Thing is, the terminals that connect to the batter are smooth. If they put teeth on them that would be different. then you could grease the shit out of them. bnut they don't do that and actually they have good reason.

Bottom line, clean everything best you can, make the connection and tighten it, and then apply the protective grease of your choice.

Take my word for it, I have been at this for a while.
 
On 6/04/2016 10:39 AM, jurb6006@gmail.com wrote:
"So when is grease on the terminals bad ??"

Before it is connected. After it is connected grease helps keep the elements away but you don't want it between the mating surfaces.

Hmmm, I wonder how all those switches immersed in oil ever work ??
 
On Friday, April 8, 2016 at 5:03:01 PM UTC-7, Rheilly Phoull wrote:
On 6/04/2016 10:39 AM, jurb6006@gmail.com wrote:
"So when is grease on the terminals bad ??"

Before it is connected. After it is connected grease helps keep the elements away but you don't want it between the mating surfaces.

Hmmm, I wonder how all those switches immersed in oil ever work ??

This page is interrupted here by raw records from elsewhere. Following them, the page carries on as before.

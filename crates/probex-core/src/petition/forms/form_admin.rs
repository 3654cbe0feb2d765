//! Petition for letters of administration (A-1) parser.

use tracing::debug;

use crate::models::{Field, FormType, RecordFields};
use crate::petition::rules::address::{address_from_block, looks_like_address, normalize_address};
use crate::petition::rules::contact::{find_email, find_phone};
use crate::petition::rules::patterns::{
    ADMIN_ESTATE_OF, DECEDENT_BLOCK, ESTATE_OF, MY_DOMICILE, PETITIONER_BLOCK, RELATIONSHIP_LABEL,
};
use crate::petition::rules::relationship::relationship_after_label;
use crate::petition::rules::text::{block_after, split_lines};
use crate::petition::{FieldParser, PetitionText};

use super::{attorney_from_signature, caption_name, first_plausible, labeled_name, summed_property_value};

const BLOCK_LINES: usize = 12;

/// Parser for the A-1 administration petition.
pub struct FormAdminParser;

impl FormAdminParser {
    fn deceased_name(&self, doc: &PetitionText, body: &[&str], decedent_block: Option<&[&str]>) -> String {
        let first_page = doc.pages().first().map(String::as_str).unwrap_or("");
        caption_name(&split_lines(first_page), &ADMIN_ESTATE_OF)
            .or_else(|| decedent_block.and_then(labeled_name))
            .or_else(|| caption_name(body, &ESTATE_OF))
            .unwrap_or_default()
    }

    fn petitioner_name(&self, petitioner_block: Option<&[&str]>) -> String {
        let Some(block) = petitioner_block else {
            return String::new();
        };
        labeled_name(block)
            .or_else(|| {
                first_plausible(
                    block
                        .iter()
                        .copied()
                        .filter(|l| !l.to_lowercase().contains("citizenship")),
                )
            })
            .unwrap_or_default()
    }

    /// "My domicile is ..." statements win over the block's domicile lines.
    fn petitioner_address(&self, body: &[&str], petitioner_block: Option<&[&str]>) -> String {
        let stated = body
            .iter()
            .filter_map(|l| MY_DOMICILE.captures(l))
            .map(|caps| normalize_address(&caps[1]))
            .find(|a| looks_like_address(a));
        if let Some(address) = stated {
            return address;
        }
        petitioner_block.map(address_from_block).unwrap_or_default()
    }
}

impl FieldParser for FormAdminParser {
    fn form_type(&self) -> FormType {
        FormType::FormAdmin
    }

    fn parse(&self, doc: &PetitionText) -> RecordFields {
        let mut fields = RecordFields::new();
        let body = doc.body_lines();
        let signature = doc.signature_lines();

        let petitioner_block = block_after(&body, &PETITIONER_BLOCK, BLOCK_LINES);
        let decedent_block = block_after(&body, &DECEDENT_BLOCK, BLOCK_LINES);

        fields.set(
            Field::DeceasedName,
            self.deceased_name(doc, &body, decedent_block.as_deref()),
        );
        fields.set(Field::PetitionerName, self.petitioner_name(petitioner_block.as_deref()));

        let relationship = petitioner_block
            .as_deref()
            .map(|block| relationship_after_label(block, &RELATIONSHIP_LABEL))
            .filter(|r| !r.is_empty())
            .unwrap_or_else(|| relationship_after_label(&body, &RELATIONSHIP_LABEL));
        fields.set(Field::Relationship, relationship);

        if let Some(block) = decedent_block.as_deref() {
            fields.set(Field::PropertyAddress, address_from_block(block));
        }
        fields.set(
            Field::PetitionerAddress,
            self.petitioner_address(&body, petitioner_block.as_deref()),
        );
        fields.set(Field::PropertyValue, summed_property_value(&body));

        let attorney = attorney_from_signature(&signature);
        if attorney.is_empty() {
            debug!("No attorney in signature region; skipping contact details");
        } else {
            let signature_text = signature.join("\n");
            fields.set(Field::Phone, find_phone(&signature_text));
            fields.set(Field::Email, find_email(&signature_text));
            fields.set(Field::Attorney, attorney);
        }

        fields
    }
}

#[cfg(test)]
mod tests {
    use super::*;
    use pretty_assertions::assert_eq;

    fn sample_pages() -> Vec<&'static str> {
        vec![
            "SURROGATE'S COURT OF THE STATE OF NEW YORK\n\
             ADMINISTRATION PROCEEDING, ESTATE OF ROBERT JONES\n\
             PETITION FOR LETTERS OF ADMINISTRATION\n\
             1. Petitioner Information\n\
             Name: Linda Jones\n\
             Citizenship: USA\n\
             Domicile: 221 Oak Avenue\n\
             City, Village or Town: Brooklyn\n\
             State: New York Zip Code: 11201\n\
             Interest of petitioner: Distributee of decedent, relationship: Wife\n\
             2. Decedent Information\n\
             Name: Robert Jones\n\
             Domicile: 9 Elm Street\n\
             City, Village or Town: Staten Island\n\
             State: NY Zip Code: 10312",
            "3. Estimated value of property\n\
             Improved real property in New York State $410,000\n\
             Personal property $12,500\n\
             My domicile is 221 Oak Avenue, Brooklyn, NY 11201\n\
             Signature of Attorney\n\
             Print Name of Attorney: DIANA PRINCE, ESQ.\n\
             Tel. No.: 347-555-0123\n\
             dprince@gma.il",
        ]
    }

    #[test]
    fn test_admin_petition() {
        let doc = PetitionText::from_pages(&sample_pages());
        let fields = FormAdminParser.parse(&doc);

        assert_eq!(&fields[Field::DeceasedName], "ROBERT JONES");
        assert_eq!(&fields[Field::PetitionerName], "Linda Jones");
        assert_eq!(&fields[Field::Relationship], "Spouse");
        assert_eq!(&fields[Field::PropertyAddress], "9 Elm Street, Staten Island, NY 10312");
        assert_eq!(&fields[Field::PetitionerAddress], "221 Oak Avenue, Brooklyn, NY 11201");
        assert_eq!(&fields[Field::PropertyValue], "422500");
        assert_eq!(&fields[Field::Attorney], "DIANA PRINCE");
        assert_eq!(&fields[Field::Phone], "347-555-0123");
        assert_eq!(&fields[Field::Email], "dprince@gmail.com");
    }

    #[test]
    fn test_domicile_statement_in_signature_region_is_ignored() {
        let pages = [
            sample_pages()[0],
            "Signature of Attorney\n\
             Print Name of Attorney: Diana Prince\n\
             My domicile is 500 Court Street, Brooklyn, NY 11201",
        ];
        let fields = FormAdminParser.parse(&PetitionText::from_pages(&pages));
        assert_eq!(&fields[Field::PetitionerAddress], "221 Oak Avenue, Brooklyn, NY 11201");
        assert_eq!(&fields[Field::Attorney], "Diana Prince");
    }

    #[test]
    fn test_contact_requires_attorney() {
        let doc = PetitionText::from_pages(&[
            "ADMINISTRATION PROCEEDING, ESTATE OF ROBERT JONES",
            "Signature of Petitioner\nTel: 347-555-0123\nlinda@example.com",
        ]);
        let fields = FormAdminParser.parse(&doc);
        assert_eq!(&fields[Field::Attorney], "");
        assert_eq!(&fields[Field::Phone], "");
        assert_eq!(&fields[Field::Email], "");
    }
}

There's lots of kinds of grease. Some has particles that help prevent wear, but also prevent
metal-metal contact. Some has conductive particles, that might cause unintended conduction.
Some has semiconducting particles, especially to enhance electrical contact. And some,
like petroleum jelly or silicone grease, has no capability to hold metal parts apart (but is
good against corrosion and/or condensing moisture).